Literature DB >> 17098931

SynDB: a Synapse protein DataBase based on synapse ontology.

Wuxue Zhang1, Yong Zhang, Hui Zheng, Chen Zhang, Wei Xiong, John G Olyarchuk, Michael Walker, Weifeng Xu, Min Zhao, Shuqi Zhao, Zhuan Zhou, Liping Wei.   

Abstract

A synapse is the junction across which a nerve impulse passes from an axon terminal to a neuron, muscle cell or gland cell. The functions and building molecules of the synapse are essential to almost all neurobiological processes. To describe synaptic structures and functions, we have developed Synapse Ontology (SynO), a hierarchical representation that includes 177 terms with hundreds of synonyms and branches up to eight levels deep. associated 125 additional protein keywords and 109 InterPro domains with these SynO terms.

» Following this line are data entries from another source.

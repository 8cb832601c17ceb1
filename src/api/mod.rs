// SPDX-License-Identifier: AGPL-3.0-or-later
//
// Copyright (C) 2026 Relational Network

//! HTTP surface.
//!
//! | Method | Path | Guard |
//! |--------|------|-------|
//! | GET | `/curated-assets` | bearer |
//! | GET | `/xapp/ott/{token}` | `x-api-key` |
//! | POST | `/payload` | bearer |
//! | GET | `/payload/{payload_uuid}` | bearer |
//! | GET | `/rates/{currency}` | bearer |
//! | * | anything else | 404 |
//!
//! Guards are the `Bearer` / `ApiKeyHeader` extractors in each handler's
//! signature.

use axum::{
    extract::Request,
    http::{
        header::{AUTHORIZATION, CONTENT_TYPE, REFERRER_POLICY, X_CONTENT_TYPE_OPTIONS, X_FRAME_OPTIONS},
        HeaderName, HeaderValue, Method,
    },
    routing::{get, post},
    Json, Router,
};
use tower_http::{
    cors::{AllowOrigin, Any, CorsLayer},
    request_id::{MakeRequestUuid, PropagateRequestIdLayer, SetRequestIdLayer},
    set_header::SetResponseHeaderLayer,
    trace::TraceLayer,
};
use utoipa::openapi::security::{Http, HttpAuthScheme, SecurityScheme};
use utoipa::{Modify, OpenApi};
use utoipa_swagger_ui::SwaggerUi;

use crate::{
    auth::API_KEY_HEADER,
    config::{CorsPolicy, RouterOptions},
    error::{ApiError, ErrorBody},
    state::AppState,
};

pub mod forward;
pub mod xapp;

const REQUEST_ID_HEADER: &str = "x-request-id";

pub fn router(state: AppState, options: RouterOptions) -> Router {
    let mut app = Router::new()
        .route("/curated-assets", get(forward::curated_assets))
        .route("/xapp/ott", get(xapp::exchange_missing_ott))
        .route("/xapp/ott/", get(xapp::exchange_missing_ott))
        .route("/xapp/ott/{token}", get(xapp::exchange_ott))
        .route("/payload", post(forward::create_payload))
        .route("/payload/{payload_uuid}", get(forward::get_payload))
        .route("/rates/{currency}", get(forward::get_rates))
        .route("/openapi.json", get(openapi_spec))
        .fallback(not_found)
        .method_not_allowed_fallback(not_found)
        .with_state(state);

    if options.api_docs {
        app = app.merge(SwaggerUi::new("/docs").url("/api-doc/openapi.json", ApiDoc::openapi()));
    }

    app.layer(SetResponseHeaderLayer::if_not_present(
        X_CONTENT_TYPE_OPTIONS,
        HeaderValue::from_static("nosniff"),
    ))
    .layer(SetResponseHeaderLayer::if_not_present(
        X_FRAME_OPTIONS,
        HeaderValue::from_static("DENY"),
    ))
    .layer(SetResponseHeaderLayer::if_not_present(
        REFERRER_POLICY,
        HeaderValue::from_static("no-referrer"),
    ))
    .layer(cors_layer(&options.cors))
    .layer(PropagateRequestIdLayer::x_request_id())
    .layer(TraceLayer::new_for_http().make_span_with(|request: &Request| {
        let request_id = request
            .headers()
            .get(REQUEST_ID_HEADER)
            .and_then(|value| value.to_str().ok())
            .unwrap_or("-");
        tracing::info_span!(
            "http_request",
            method = %request.method(),
            path = %request.uri().path(),
            request_id = %request_id,
        )
    }))
    .layer(SetRequestIdLayer::x_request_id(MakeRequestUuid))
}

fn cors_layer(policy: &CorsPolicy) -> CorsLayer {
    let layer = CorsLayer::new()
        .allow_methods([Method::GET, Method::POST, Method::OPTIONS])
        .allow_headers([
            CONTENT_TYPE,
            AUTHORIZATION,
            HeaderName::from_static(API_KEY_HEADER),
        ]);

    match policy {
        CorsPolicy::AnyOrigin => layer.allow_origin(Any),
        CorsPolicy::AllowList(origins) => layer.allow_origin(AllowOrigin::list(origins.clone())),
    }
}

async fn not_found() -> ApiError {
    ApiError::not_found("Not found")
}

async fn openapi_spec() -> Json<utoipa::openapi::OpenApi> {
    Json(ApiDoc::openapi())
}

struct SecurityAddon;

impl Modify for SecurityAddon {
    fn modify(&self, openapi: &mut utoipa::openapi::OpenApi) {
        if let Some(components) = openapi.components.as_mut() {
            components.add_security_scheme(
                "bearer_auth",
                SecurityScheme::Http(Http::new(HttpAuthScheme::Bearer)),
            );
        }
    }
}

#[derive(OpenApi)]
#[openapi(
    info(
        title = "xApp Proxy",
        description = "Exchanges one-time tokens for session tokens and forwards platform calls with per-tenant credentials."
    ),
    paths(
        xapp::exchange_ott,
        forward::curated_assets,
        forward::create_payload,
        forward::get_payload,
        forward::get_rates
    ),
    components(schemas(ErrorBody)),
    modifiers(&SecurityAddon),
    tags(
        (name = "xApp", description = "One-time token exchange"),
        (name = "Platform", description = "Forwarded platform endpoints")
    )
)]
pub struct ApiDoc;

#[cfg(test)]
mod tests {
    use super::*;
    use crate::state::test_support::state_with_tenant;
    use axum::{
        body::{to_bytes, Body},
        http::{Request, StatusCode},
    };
    use tower::ServiceExt;

    fn app(options: RouterOptions) -> Router {
        router(state_with_tenant("http://127.0.0.1:9"), options)
    }

    async fn json_body(response: axum::response::Response) -> serde_json::Value {
        let bytes = to_bytes(response.into_body(), usize::MAX).await.unwrap();
        serde_json::from_slice(&bytes).unwrap()
    }

    #[tokio::test]
    async fn router_builds_with_all_routes() {
        let app = app(RouterOptions {
            api_docs: true,
            ..RouterOptions::default()
        });
        let _ = app.into_make_service();
    }

    #[tokio::test]
    async fn unmatched_route_is_json_404() {
        let response = app(RouterOptions::default())
            .oneshot(Request::builder().uri("/nope").body(Body::empty()).unwrap())
            .await
            .unwrap();

        assert_eq!(response.status(), StatusCode::NOT_FOUND);
        let body = json_body(response).await;
        assert_eq!(body["msg"], "Not found");
        assert_eq!(body["error"], true);
    }

    #[tokio::test]
    async fn wrong_method_is_json_404() {
        let response = app(RouterOptions::default())
            .oneshot(
                Request::builder()
                    .method("DELETE")
                    .uri("/curated-assets")
                    .body(Body::empty())
                    .unwrap(),
            )
            .await
            .unwrap();
        assert_eq!(response.status(), StatusCode::NOT_FOUND);
    }

    #[tokio::test]
    async fn responses_carry_security_headers_and_request_id() {
        let response = app(RouterOptions::default())
            .oneshot(Request::builder().uri("/nope").body(Body::empty()).unwrap())
            .await
            .unwrap();

        let headers = response.headers();
        assert_eq!(headers[X_CONTENT_TYPE_OPTIONS], "nosniff");
        assert_eq!(headers[X_FRAME_OPTIONS], "DENY");
        assert_eq!(headers[REFERRER_POLICY], "no-referrer");
        assert!(headers.contains_key(REQUEST_ID_HEADER));
    }

    #[tokio::test]
    async fn inbound_request_id_is_propagated() {
        let response = app(RouterOptions::default())
            .oneshot(
                Request::builder()
                    .uri("/nope")
                    .header(REQUEST_ID_HEADER, "req-42")
                    .body(Body::empty())
                    .unwrap(),
            )
            .await
            .unwrap();
        assert_eq!(response.headers()[REQUEST_ID_HEADER], "req-42");
    }

    #[tokio::test]
    async fn cors_allow_list_echoes_known_origin_only() {
        let options = RouterOptions {
            cors: CorsPolicy::AllowList(vec![HeaderValue::from_static("http://localhost:8080")]),
            api_docs: false,
        };

        let preflight = |origin: &'static str| {
            Request::builder()
                .method("OPTIONS")
                .uri("/curated-assets")
                .header("origin", origin)
                .header("access-control-request-method", "GET")
                .body(Body::empty())
                .unwrap()
        };

        let allowed = app(options.clone())
            .oneshot(preflight("http://localhost:8080"))
            .await
            .unwrap();
        assert_eq!(
            allowed.headers()["access-control-allow-origin"],
            "http://localhost:8080"
        );

        let denied = app(options)
            .oneshot(preflight("https://evil.example"))
            .await
            .unwrap();
        assert!(!denied.headers().contains_key("access-control-allow-origin"));
    }

    #[tokio::test]
    async fn openapi_document_lists_routes() {
        let response = app(RouterOptions::default())
            .oneshot(
                Request::builder()
                    .uri("/openapi.json")
                    .body(Body::empty())
                    .unwrap(),
            )
            .await
            .unwrap();
        assert_eq!(response.status(), StatusCode::OK);

        let body = json_body(response).await;
        assert!(body["paths"]["/xapp/ott/{token}"].is_object());
        assert!(body["paths"]["/payload/{payload_uuid}"].is_object());
        assert!(body["components"]["securitySchemes"]["bearer_auth"].is_object());
    }
}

Using a combination of automated keyword searches, domain searches and manual curation, we collected 14,000 non-redundant synapse-related proteins, including 3000 in human. We extensively annotated the proteins with information about sequence, structure, function, expression, pathways, interactions and disease associations and with hyperlinks to external databases. The data are stored and presented in the Synapse protein DataBase (SynDB, http://syndb.cbi.pku.edu.cn). SynDB can be interactively browsed by SynO, Gene Ontology (GO), domain families, species, chromosomal locations or Tribe-MCL clusters. It can also be searched by text (including Boolean operators) or by sequence similarity. SynDB is the most comprehensive database to date for synaptic proteins.

Entities:  

Mesh:

Substances:

Year:  2006        PMID: 17098931      PMCID: PMC1669723          DOI: 10.1093/nar/gkl876

Source DB:  PubMed          Journal:  Nucleic Acids Res        ISSN: 0305-1048            Impact factor:   16.971


INTRODUCTION

Recent developments in genomics, proteomics and systems biology have significantly impacted fields such as oncology and immunology (1–5) and are beginning to be applied to neuroscience research, generating an exponentially increasing amount of data (6–11) and calling for efficient databases. However, neuroinformatics databases at the molecular level are currently limited. For instance, databases listed in the Society for Neuroscience Database Gateway (NDG, ) principally contain imaging, anatomic or clinical data, while few focus on the gene or protein level and their functions. The synapse is a specialized intercellular junction between neurons or between neurons and other excitable cells such as muscle. The synapse plays a key role in information processing in the nervous system that underlies many neurobiological processes, including neurotransmission, learning and memory. Defects in synaptic activity are associated with many neurological disorders, including Alzheimer's disease (12). The synapse has also been proposed as an excellent candidate for large-scale systems biology studies (7,8,13). There is a critical need for a focused yet comprehensive database resource for the synapse ‘proteome’. Creating such a database is non-trivial, because the proteins involved in synaptic activities are numerous and diverse and information is scattered in multiple heterogeneous sources. No simple keyword search and no small number of domains can retrieve all the proteins. These complexities may explain why such a database has not been reported thus far. Here, we present the Synapse protein DataBase (SynDB, ) as an information hub for synapse-related proteins.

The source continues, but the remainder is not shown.